Chalk brood is a fungus. If the hive is cool and/or damp it makes it easier for the xhalk brood to establish. Is the hive in a different position to your others - a shady spot? A slightly lower elevation? Next to water?

Does the hive have a larger volume above the queen excluder? The nurses have to keep brood around 35C, if they struggle then you can get opportunistic infections like Chalk Brood.


----------



## GregB

The only instance I had this issue (chalkbrood) was a case of crappy genetics, I feel.
They had this issue where it was totally uncalled for.
I did perform a colony reset (I shook them out into a different hive to do the reset from scratch).
But also immediately reused the "infected" hive/frames elsewhere - no issue at all.


----------



## RayMarler

Chalk has always been a genetics issue for me. Try changing your queen supplier, try to find one that has VSH queens. They tend to have better resistance traits to the brood diseases that beehives get. If the infestation is in advanced stage then change out the infected brood combs as well.


----------



## crofter

GregB said:


> The only instance I had this issue (chalkbrood) was a case of crappy genetics, I feel.
> They had this issue where it was totally uncalled for.
> I did perform a colony reset (I shook them out into a different hive to do the reset from scratch).
> But also immediately reused the "infected" hive/frames elsewhere - no issue at all.

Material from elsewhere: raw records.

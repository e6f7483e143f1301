//! Domain Records

use auth::Role;
use chrono::{DateTime, NaiveDate, Utc};
use serde::{Deserialize, Serialize};
use uuid::Uuid;

/// A record owned by exactly one organization
pub trait Scoped: Clone + Send + 'static {
    /// Entity name used in errors and audit entries
    const KIND: &'static str;

    fn id(&self) -> Uuid;
    fn organization_id(&self) -> Uuid;
}

macro_rules! scoped {
    ($($ty:ty => $kind:literal),* $(,)?) => {
        $(
            impl Scoped for $ty {
                const KIND: &'static str = $kind;

                fn id(&self) -> Uuid {
                    self.id
                }

                fn organization_id(&self) -> Uuid {
                    self.organization_id
                }
            }
        )*
    };
}

/// Tenant
#[derive(Debug, Clone, PartialEq, Serialize, Deserialize)]
pub struct Organization {
    pub id: Uuid,
    pub name: String,
    pub created_at: DateTime<Utc>,
}

/// Application user, shared across organizations
#[derive(Debug, Clone, PartialEq, Serialize, Deserialize)]
pub struct User {
    pub id: Uuid,
    pub email: String,
    pub name: String,
    pub created_at: DateTime<Utc>,
}

/// Link between a user and an organization
#[derive(Debug, Clone, PartialEq, Serialize, Deserialize)]
pub struct Membership {
    pub id: Uuid,
    pub organization_id: Uuid,
    pub user_id: Uuid,
    pub role: Role,
    pub created_at: DateTime<Utc>,
}

/// Pending or accepted invitation to join an organization
#[derive(Debug, Clone, PartialEq, Serialize, Deserialize)]
pub struct Invitation {
    pub id: Uuid,
    pub organization_id: Uuid,
    pub email: String,
    pub role: Role,
    #[serde(skip_serializing)]
    pub token: String,
    pub invited_by: Uuid,
    pub created_at: DateTime<Utc>,
    pub accepted_at: Option<DateTime<Utc>>,
}

impl Invitation {
    pub fn is_pending(&self) -> bool {
        self.accepted_at.is_none()
    }
}

#[derive(Debug, Clone, PartialEq, Serialize, Deserialize)]
pub struct Service {
    pub id: Uuid,
    pub organization_id: Uuid,
    pub name: String,
    pub code: String,
}

/// Sub-unit of a service
#[derive(Debug, Clone, PartialEq, Serialize, Deserialize)]
pub struct Pole {
    pub id: Uuid,
    pub organization_id: Uuid,
    pub service_id: Uuid,
    pub name: String,
}

#[derive(Debug, Clone, PartialEq, Serialize, Deserialize)]
pub struct BudgetDomain {
    pub id: Uuid,
    pub organization_id: Uuid,
    pub name: String,
}

#[derive(Debug, Clone, PartialEq, Serialize, Deserialize)]
pub struct BudgetType {
    pub id: Uuid,
    pub organization_id: Uuid,
    pub name: String,
}

/// Operating vs. capital expenditure
#[derive(Debug, Clone, Copy, PartialEq, Eq, Hash, Serialize, Deserialize)]
#[serde(rename_all = "lowercase")]
pub enum ExpenseKind {
    Fonctionnement,
    Investissement,
}

/// A tracked expenditure category
#[derive(Debug, Clone, PartialEq, Serialize, Deserialize)]
pub struct BudgetLine {
    pub id: Uuid,
    pub organization_id: Uuid,
    pub name: String,
    pub description: Option<String>,
    pub year: i32,
    pub kind: ExpenseKind,
    pub service_id: Option<Uuid>,
    pub domain_id: Option<Uuid>,
    pub type_id: Option<Uuid>,
    pub budget_amount: f64,
    pub created_at: DateTime<Utc>,
    pub updated_at: DateTime<Utc>,
}

/// Budget vs. invoiced amounts of one budget line
#[derive(Debug, Clone, PartialEq, Serialize, Deserialize)]
pub struct BudgetLineTotals {
    pub budget_line_id: Uuid,
    pub name: String,
    pub year: i32,
    pub budget_amount: f64,
    pub invoiced_amount: f64,
}

impl BudgetLineTotals {
    pub fn remaining(&self) -> f64 {
        self.budget_amount - self.invoiced_amount
    }

    pub fn is_overspent(&self) -> bool {
        self.invoiced_amount > self.budget_amount
    }
}

#[derive(Debug, Clone, PartialEq, Serialize, Deserialize)]
pub struct Comment {
    pub id: Uuid,
    pub organization_id: Uuid,
    pub budget_line_id: Uuid,
    pub author_id: Uuid,
    pub body: String,
    pub created_at: DateTime<Utc>,
}

/// Share of a budget line assigned to a pole
#[derive(Debug, Clone, PartialEq, Serialize, Deserialize)]
pub struct PoleAllocation {
    pub id: Uuid,
    pub organization_id: Uuid,
    pub budget_line_id: Uuid,
    pub pole_id: Uuid,
    pub amount: f64,
}

#[derive(Debug, Clone, Copy, PartialEq, Eq, Hash, Serialize, Deserialize)]
#[serde(rename_all = "lowercase")]
pub enum InvoiceStatus {
    Pending,
    Paid,
    /// Marked overdue by a manager
    Late,
    Cancelled,
}

impl InvoiceStatus {
    /// Whether the invoice counts towards its budget line
    pub fn is_billable(self) -> bool {
        self != InvoiceStatus::Cancelled
    }
}

#[derive(Debug, Clone, PartialEq, Serialize, Deserialize)]
pub struct Invoice {
    pub id: Uuid,
    pub organization_id: Uuid,
    pub budget_line_id: Uuid,
    pub contract_id: Option<Uuid>,
    pub number: String,
    pub supplier: String,
    pub amount: f64,
    pub issue_date: NaiveDate,
    pub due_date: NaiveDate,
    pub status: InvoiceStatus,
    pub created_at: DateTime<Utc>,
}

#[derive(Debug, Clone, PartialEq, Serialize, Deserialize)]
pub struct Contract {
    pub id: Uuid,
    pub organization_id: Uuid,
    pub budget_line_id: Option<Uuid>,
    pub name: String,
    pub supplier: String,
    pub amount: f64,
    pub start_date: NaiveDate,
    pub end_date: NaiveDate,
    pub created_at: DateTime<Utc>,
}

/// Planned amount of a budget line for one year
#[derive(Debug, Clone, PartialEq, Serialize, Deserialize)]
pub struct YearlyBudget {
    pub id: Uuid,
    pub organization_id: Uuid,
    pub budget_line_id: Uuid,
    pub year: i32,
    pub amount: f64,
}

/// Organization-wide envelope for one year
#[derive(Debug, Clone, PartialEq, Serialize, Deserialize)]
pub struct AnnualBudget {
    pub id: Uuid,
    pub organization_id: Uuid,
    pub year: i32,
    pub fonctionnement: f64,
    pub investissement: f64,
    pub updated_at: DateTime<Utc>,
}

impl AnnualBudget {
    pub fn total(&self) -> f64 {
        self.fonctionnement + self.investissement
    }
}

#[derive(Debug, Clone, Copy, PartialEq, Eq, Serialize, Deserialize)]
#[serde(rename_all = "lowercase")]
pub enum AuditAction {
    Create,
    Update,
    Delete,
}

/// One write performed through the API
#[derive(Debug, Clone, PartialEq, Serialize, Deserialize)]
pub struct AuditEntry {
    pub id: Uuid,
    pub organization_id: Uuid,
    pub user_id: Uuid,
    pub action: AuditAction,
    pub entity: String,
    pub entity_id: Uuid,
    pub summary: String,
    pub at: DateTime<Utc>,
}

scoped! {
    Membership => "membership",
    Invitation => "invitation",
    Service => "service",
    Pole => "pole",
    BudgetDomain => "budget_domain",
    BudgetType => "budget_type",
    BudgetLine => "budget_line",
    Comment => "comment",
    PoleAllocation => "pole_allocation",
    Invoice => "invoice",
    Contract => "contract",
    YearlyBudget => "yearly_budget",
    AnnualBudget => "annual_budget",
    AuditEntry => "audit_entry",
}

This would seem to indicate that there is no need to take precautions of spreading by transferring combs! I doubt that "once" is enough to validate advice that is contrary to most recommendations?


----------



## GregB

crofter said:


> This would seem to indicate that there is no need to take precautions of spreading by transferring combs! I doubt that "once" is enough to validate advice that is contrary to most recommendations?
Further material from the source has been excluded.